The mice were modeling a rare human disorder of the retina of the eye, called Leber congenital amaurosis (LCA), which causes blindness or severe visual impairment at birth.
This genetic condition appears to be caused by a mutation in any one of dozens of genes involved in the retina and its light-sensing abilities.
Researchers have been working for decades on treatments that can restore damaged or dysfunctional photoreceptors in this part of the eye. Some strategies include retinal implants, gene editing interventions, and drug treatments.
These emerging therapies improve vision with varying degrees of success, but synthetic compounds targeting the retina appear particularly promising for those with mutations involving rod photoreceptors.
Rods are photoreceptors at the back of the eye that sense dim light. These specialized neurons use a series of biochemical reactions to convert sensory light into electrical signals to 'read' the rest of the brain.
Light-sensitive pigments in retinal rods absorb small amounts of light, converting the 11-cis retinal molecule to all-trans-retinal, which generates an impulse that travels down the optic nerve to the brain.
Previous studies on children with LCA have shown that synthetic retinoid treatments can help compensate for some vision loss when injected straight into the eye. But how these treatments impact adults with the condition is not as well understood.
"Although some progress has been made, it still remains unclear the extent to which adult visual circuits can be restored to a fully functional state at the level of the visual cortex upon correction of the retinal defect," the researchers write.
Traditionally, it's been thought that the brain's visual system is formed and strengthened during certain developmental windows in early life. If the eye isn't being exercised during these critical periods, then visual networks in the brain may never be wired properly for sight, leading to lifelong deficits in vision.
But a mammal's ability to see may not be so hard-wired; It can be much more plastic than assumed. To explore this idea, researchers administered a synthetic retinoid for seven days to adult rodents born with retinal degeneration.
The treatment was ultimately successful at partially restoring the animals' light sensitivity and their typical light-orienting behaviors for 27 days.
Nine days after treatment, more neurons in the visual cortex were being activated by the optic nerve. This suggests that the central visual pathway that carries information from the eye to the visual cortex can be significantly restored by retinoid treatment even in adult mice.
"Frankly, we were blown away by how much the treatment rescued brain circuits involved in vision," says neurobiologist Sunil Gandhi from the University of California, Irvine.
"Seeing involves more than an intact and functioning retina. It starts in the eye, which sends signals throughout the brain. It's in the brain's central circuits where visual perception actually occurs." The study was conducted only in mice, but the findings lead neuroscientists to think that the critical window of the human visual system may also be larger than once assumed.
In other words, a lack of vision in childhood does not necessarily mean sight can never be recovered in adulthood.
"Immediately after the treatment, the signals coming from the opposite-side eye, which is the dominant pathway in the mouse, activated two times more neurons in the brain," says Ghandi.

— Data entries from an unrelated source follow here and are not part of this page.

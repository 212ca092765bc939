// Orchestration service
// Owns the build state machine, the published index, the sort builder,
// the persist task, and the search worker

use crate::codec;
use crate::search::{Query, SearchResults};
use crate::sort::build_sort_indexes;
use crate::walk;
use crate::worker::{SearchContext, SearchWorker};
use findex_core::{FileEntry, FileIndex, FindexError, ProgressGauge};
use log::{debug, error, info, warn};
use parking_lot::{Mutex, RwLockReadGuard};
use std::path::PathBuf;
use std::sync::Arc;
use std::thread::JoinHandle;
use std::time::{Duration, Instant};

/// Which walker a rebuild should use.
#[derive(Debug, Clone, Copy, PartialEq, Eq)]
pub enum WalkMode {
    /// MFT when elevated, directory walk otherwise.
    Auto,
    Mft,
    Directory,
}

/// Build state machine: Idle -> Building -> Publishing -> Indexing ->
/// Ready. A failed build falls back to Idle.
#[derive(Debug, Clone, Copy, PartialEq, Eq)]
pub enum BuildState {
    Idle,
    Building,
    Publishing,
    Indexing,
    Ready,
}

#[derive(Debug, Clone)]
pub struct EngineConfig {
    /// Volume letter the MFT walker opens.
    pub volume: char,
    /// Where `refresh_index` persists the index.
    pub index_path: PathBuf,
    /// Root for the directory walker; defaults to the volume root (or `/`
    /// off Windows).
    pub walk_root: Option<PathBuf>,
}

impl Default for EngineConfig {
    fn default() -> Self {
        Self {
            volume: 'C',
            index_path: PathBuf::from("findex.idx"),
            walk_root: None,
        }
    }
}

/// The engine facade the presentation layer talks to.
pub struct Engine {
    config: EngineConfig,
    ctx: Arc<SearchContext>,
    worker: Arc<SearchWorker>,
    progress: Arc<ProgressGauge>,
    file_lock: Arc<Mutex<()>>,
    state: Arc<Mutex<BuildState>>,
    last_error: Arc<Mutex<Option<FindexError>>>,
    last_build_time: Arc<Mutex<Option<Duration>>>,
    build_thread: Mutex<Option<JoinHandle<()>>>,
}

impl Engine {
    pub fn new(config: EngineConfig) -> Self {
        let ctx = Arc::new(SearchContext::default());
        let worker = Arc::new(SearchWorker::spawn(Arc::clone(&ctx)));
        Self {
            config,
            ctx,
            worker,
            progress: Arc::new(ProgressGauge::new()),
            file_lock: Arc::new(Mutex::new(())),
            state: Arc::new(Mutex::new(BuildState::Idle)),
            last_error: Arc::new(Mutex::new(None)),
            last_build_time: Arc::new(Mutex::new(None)),
            build_thread: Mutex::new(None),
        }
    }

    /// Start a rebuild. Returns `Busy` while one is in flight and
    /// `DeniedPrivileges` when the MFT route is requested without
    /// elevation; the build itself runs on a background thread.
    pub fn refresh_index(&self, mode: WalkMode) -> Result<(), FindexError> {
        let mode = self.resolve_mode(mode)?;
        {
            let mut state = self.state.lock();
            match *state {
                BuildState::Building | BuildState::Publishing | BuildState::Indexing => {
                    return Err(FindexError::Busy);
                }
                BuildState::Idle | BuildState::Ready => *state = BuildState::Building,
            }
        }
        // The previous build thread, if any, has already reached a terminal
        // state; reap it so handles do not pile up.
        if let Some(previous) = self.build_thread.lock().take() {
            let _ = previous.join();
        }

        self.progress.reset();
        let task = BuildTask {
            config: self.config.clone(),
            ctx: Arc::clone(&self.ctx),
            worker: Arc::clone(&self.worker),
            progress: Arc::clone(&self.progress),
            file_lock: Arc::clone(&self.file_lock),
            state: Arc::clone(&self.state),
            last_error: Arc::clone(&self.last_error),
            last_build_time: Arc::clone(&self.last_build_time),
        };
        let handle = std::thread::spawn(move || task.run(mode));
        *self.build_thread.lock() = Some(handle);
        Ok(())
    }

    fn resolve_mode(&self, mode: WalkMode) -> Result<WalkMode, FindexError> {
        match mode {
            WalkMode::Directory => Ok(WalkMode::Directory),
            #[cfg(target_os = "windows")]
            WalkMode::Mft => {
                if crate::volume::is_elevated() {
                    Ok(WalkMode::Mft)
                } else {
                    Err(FindexError::DeniedPrivileges)
                }
            }
            #[cfg(not(target_os = "windows"))]
            WalkMode::Mft => Err(FindexError::Unsupported),
            #[cfg(target_os = "windows")]
            WalkMode::Auto => {
                if crate::volume::is_elevated() {
                    Ok(WalkMode::Mft)
                } else {
                    Ok(WalkMode::Directory)
                }
            }
            #[cfg(not(target_os = "windows"))]
            WalkMode::Auto => Ok(WalkMode::Directory),
        }
    }

    /// Block until a running rebuild reaches a terminal state.
    pub fn wait_for_build(&self) {
        if let Some(handle) = self.build_thread.lock().take() {
            let _ = handle.join();
        }
    }

    /// Synchronously load a persisted index and publish it.
    pub fn load_index(&self, path: &std::path::Path) -> Result<(), FindexError> {
        let index = {
            let _file = self.file_lock.lock();
            codec::load_index(path)?
        };
        info!("Loaded {} entries from {}", index.len(), path.display());
        self.publish(Arc::new(index));
        Ok(())
    }

    /// Synchronously persist the currently published index.
    pub fn save_index(&self, path: &std::path::Path) -> Result<(), FindexError> {
        let index = Arc::clone(&self.ctx.index.read());
        let _file = self.file_lock.lock();
        codec::save_index(path, &index)
    }

    fn publish(&self, index: Arc<FileIndex>) {
        {
            let mut published = self.ctx.index.write();
            *published = Arc::clone(&index);
        }
        let sorts = build_sort_indexes(&index);
        {
            let current = self.ctx.index.read();
            if Arc::ptr_eq(&current, &index) {
                *self.ctx.sorts.write() = sorts;
            } else {
                debug!("Sort indexes discarded: index superseded during build");
            }
        }
        self.worker.notify();
    }

    /// Nonblocking: wakes the search worker with a new query.
    pub fn submit_query(&self, query: Query) {
        self.worker.submit(query);
    }

    /// Borrowed view of the latest completed results.
    pub fn take_results(&self) -> RwLockReadGuard<'_, SearchResults> {
        self.ctx.results.read()
    }

    /// Block until no search is pending or running.
    pub fn wait_for_search(&self) {
        self.worker.wait_idle();
    }

    pub fn entry(&self, id: u32) -> Option<FileEntry> {
        self.ctx.index.read().entry(id)
    }

    pub fn name(&self, id: u32) -> String {
        self.ctx.index.read().name_of(id).to_string()
    }

    pub fn full_path(&self, id: u32) -> String {
        self.ctx.index.read().full_path(id)
    }

    /// Snapshot of the published index.
    pub fn index(&self) -> Arc<FileIndex> {
        Arc::clone(&self.ctx.index.read())
    }

    /// Fraction of records processed by the running build.
    pub fn progress(&self) -> f64 {
        self.progress.fraction()
    }

    pub fn state(&self) -> BuildState {
        *self.state.lock()
    }

    pub fn last_build_time(&self) -> Option<Duration> {
        *self.last_build_time.lock()
    }

    pub fn last_error(&self) -> Option<String> {
        self.last_error.lock().as_ref().map(|e| e.to_string())
    }
}

impl Drop for Engine {
    fn drop(&mut self) {
        self.wait_for_build();
    }
}

struct BuildTask {
    config: EngineConfig,
    ctx: Arc<SearchContext>,
    worker: Arc<SearchWorker>,
    progress: Arc<ProgressGauge>,
    file_lock: Arc<Mutex<()>>,
    state: Arc<Mutex<BuildState>>,
    last_error: Arc<Mutex<Option<FindexError>>>,
    last_build_time: Arc<Mutex<Option<Duration>>>,
}

impl BuildTask {
    fn run(self, mode: WalkMode) {
        let timer = Instant::now();
        let built = self.build(mode);

        let index = match built {
            Ok(index) => Arc::new(index),
            Err(e) => {
                error!("Index build failed: {e}");
                *self.last_error.lock() = Some(e);
                *self.state.lock() = BuildState::Idle;
                return;
            }
        };
        let elapsed = timer.elapsed();
        info!("Built {} entries in {:.3} s", index.len(), elapsed.as_secs_f64());

        *self.state.lock() = BuildState::Publishing;
        {
            let mut published = self.ctx.index.write();
            *published = Arc::clone(&index);
        }

        *self.state.lock() = BuildState::Indexing;
        let persister = {
            let index = Arc::clone(&index);
            let file_lock = Arc::clone(&self.file_lock);
            let path = self.config.index_path.clone();
            std::thread::spawn(move || {
                let _file = file_lock.lock();
                if let Err(e) = codec::save_index(&path, &index) {
                    warn!("Failed to persist index to {}: {e}", path.display());
                }
            })
        };

        let sorts = build_sort_indexes(&index);
        {
            let current = self.ctx.index.read();
            if Arc::ptr_eq(&current, &index) {
                *self.ctx.sorts.write() = sorts;
            } else {
                debug!("Sort indexes discarded: index superseded during build");
            }
        }
        let _ = persister.join();

        *self.last_build_time.lock() = Some(elapsed);
        *self.last_error.lock() = None;
        *self.state.lock() = BuildState::Ready;
        self.worker.notify();
    }

    fn build(&self, mode: WalkMode) -> Result<FileIndex, FindexError> {
        match mode {
            #[cfg(target_os = "windows")]
            WalkMode::Mft => crate::ntfs::walker::walk_volume(self.config.volume, &self.progress),
            #[cfg(not(target_os = "windows"))]
            WalkMode::Mft => Err(FindexError::Unsupported),
            WalkMode::Directory => {
                let (root, label) = self.walk_target();
                #[cfg(target_os = "windows")]
                if let Some(used) = crate::volume::used_bytes(self.config.volume) {
                    self.progress.set_total(used);
                }
                walk::walk_directory(&root, &label, Arc::clone(&self.progress))
            }
            WalkMode::Auto => Err(FindexError::Other(
                "Walk mode must be resolved before building".to_string(),
            )),
        }
    }

    fn walk_target(&self) -> (PathBuf, String) {
        if let Some(root) = &self.config.walk_root {
            return (root.clone(), root.display().to_string());
        }
        let letter = self.config.volume.to_ascii_uppercase();
        if cfg!(target_os = "windows") {
            (PathBuf::from(format!("{letter}:\\")), format!("{letter}:"))
        } else {
            (PathBuf::from("/"), "/".to_string())
        }
    }
}
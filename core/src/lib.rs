pub mod entry;
pub mod error;
pub mod progress;
pub mod sync;

pub use entry::{
    ascii_lower_in_place, FileEntry, FileIndex, DIR_BIT, FILETIME_TICKS_PER_MINUTE,
    NAME_OFFSET_MASK,
};
pub use error::FindexError;
pub use progress::ProgressGauge;
pub use sync::{BufferPool, DedupMap, NameArena, SegVec, WorkerPool};
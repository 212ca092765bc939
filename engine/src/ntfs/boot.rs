// NTFS boot sector
// Only the geometry fields the MFT walker needs

use findex_core::FindexError;

/// Geometry read from sector 0 of the volume.
#[derive(Debug, Clone, Copy)]
pub struct BootSector {
    pub bytes_per_sector: u16,
    pub sectors_per_cluster: u8,
}

impl BootSector {
    pub fn cluster_bytes(&self) -> u32 {
        self.bytes_per_sector as u32 * self.sectors_per_cluster as u32
    }
}

/// Parse a raw boot sector.
///
/// Validates the NTFS OEM id and that the geometry is sane (power-of-two
/// sector size, nonzero cluster factor) before the walker derives buffer
/// alignments from it.
pub fn parse_boot_sector(data: &[u8]) -> Result<BootSector, FindexError> {
    if data.len() < 512 {
        return Err(FindexError::Other(format!(
            "Boot sector too short: {} bytes",
            data.len()
        )));
    }
    if &data[3..11] != b"NTFS    " {
        return Err(FindexError::Other("Volume is not NTFS".to_string()));
    }

    let bytes_per_sector = u16::from_le_bytes([data[11], data[12]]);
    let sectors_per_cluster = data[13];

    if !bytes_per_sector.is_power_of_two() || bytes_per_sector < 256 {
        return Err(FindexError::Other(format!(
            "Implausible sector size: {bytes_per_sector}"
        )));
    }
    if sectors_per_cluster == 0 {
        return Err(FindexError::Other("Zero sectors per cluster".to_string()));
    }

    Ok(BootSector {
        bytes_per_sector,
        sectors_per_cluster,
    })
}
// Build progress gauge
// Two atomics shared between walker workers and the presentation layer

use std::sync::atomic::{AtomicU64, Ordering};

/// Fraction-of-work-done gauge.
///
/// The walker sets a denominator up front (record count for the MFT path,
/// used bytes for the directory path) and workers add to the numerator as
/// they go. With an unknown denominator the gauge reads 0.0 until
/// `complete` is called.
#[derive(Debug, Default)]
pub struct ProgressGauge {
    processed: AtomicU64,
    total: AtomicU64,
}

impl ProgressGauge {
    pub fn new() -> Self {
        Self::default()
    }

    pub fn reset(&self) {
        self.processed.store(0, Ordering::Relaxed);
        self.total.store(0, Ordering::Relaxed);
    }

    pub fn set_total(&self, total: u64) {
        self.total.store(total, Ordering::Relaxed);
    }

    pub fn add(&self, amount: u64) {
        self.processed.fetch_add(amount, Ordering::Relaxed);
    }

    /// Pin the gauge at 1.0 once a build with an unknown total finishes.
    pub fn complete(&self) {
        self.total.store(1, Ordering::Relaxed);
        self.processed.store(1, Ordering::Relaxed);
    }

    pub fn fraction(&self) -> f64 {
        let total = self.total.load(Ordering::Relaxed);
        if total == 0 {
            return 0.0;
        }
        let processed = self.processed.load(Ordering::Relaxed);
        (processed as f64 / total as f64).min(1.0)
    }
}

#[cfg(test)]
mod tests {
    use super::*;

    #[test]
    fn fraction_tracks_processed_over_total() {
        let gauge = ProgressGauge::new();
        assert_eq!(gauge.fraction(), 0.0);
        gauge.set_total(200);
        gauge.add(50);
        assert_eq!(gauge.fraction(), 0.25);
        gauge.add(300);
        assert_eq!(gauge.fraction(), 1.0);
    }

    #[test]
    fn complete_pins_unknown_totals() {
        let gauge = ProgressGauge::new();
        gauge.add(42);
        assert_eq!(gauge.fraction(), 0.0);
        gauge.complete();
        assert_eq!(gauge.fraction(), 1.0);
    }
}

"What was even more mind-blowing was that the signals coming from the same-side eye pathway activated five-fold more neurons in the brain after the treatment and this impressive effect was long-lasting."
Further research on animal models is needed. But perhaps one day, neuroscientists can test whether similar benefits could be triggered in older humans with some versions of LCA.
"The fact that this treatment works so well in the central visual pathway in adulthood supports a new concept, which is that there is latent potential for vision that is just waiting to be triggered," Ghandi explains.
The study was published in Current Biology.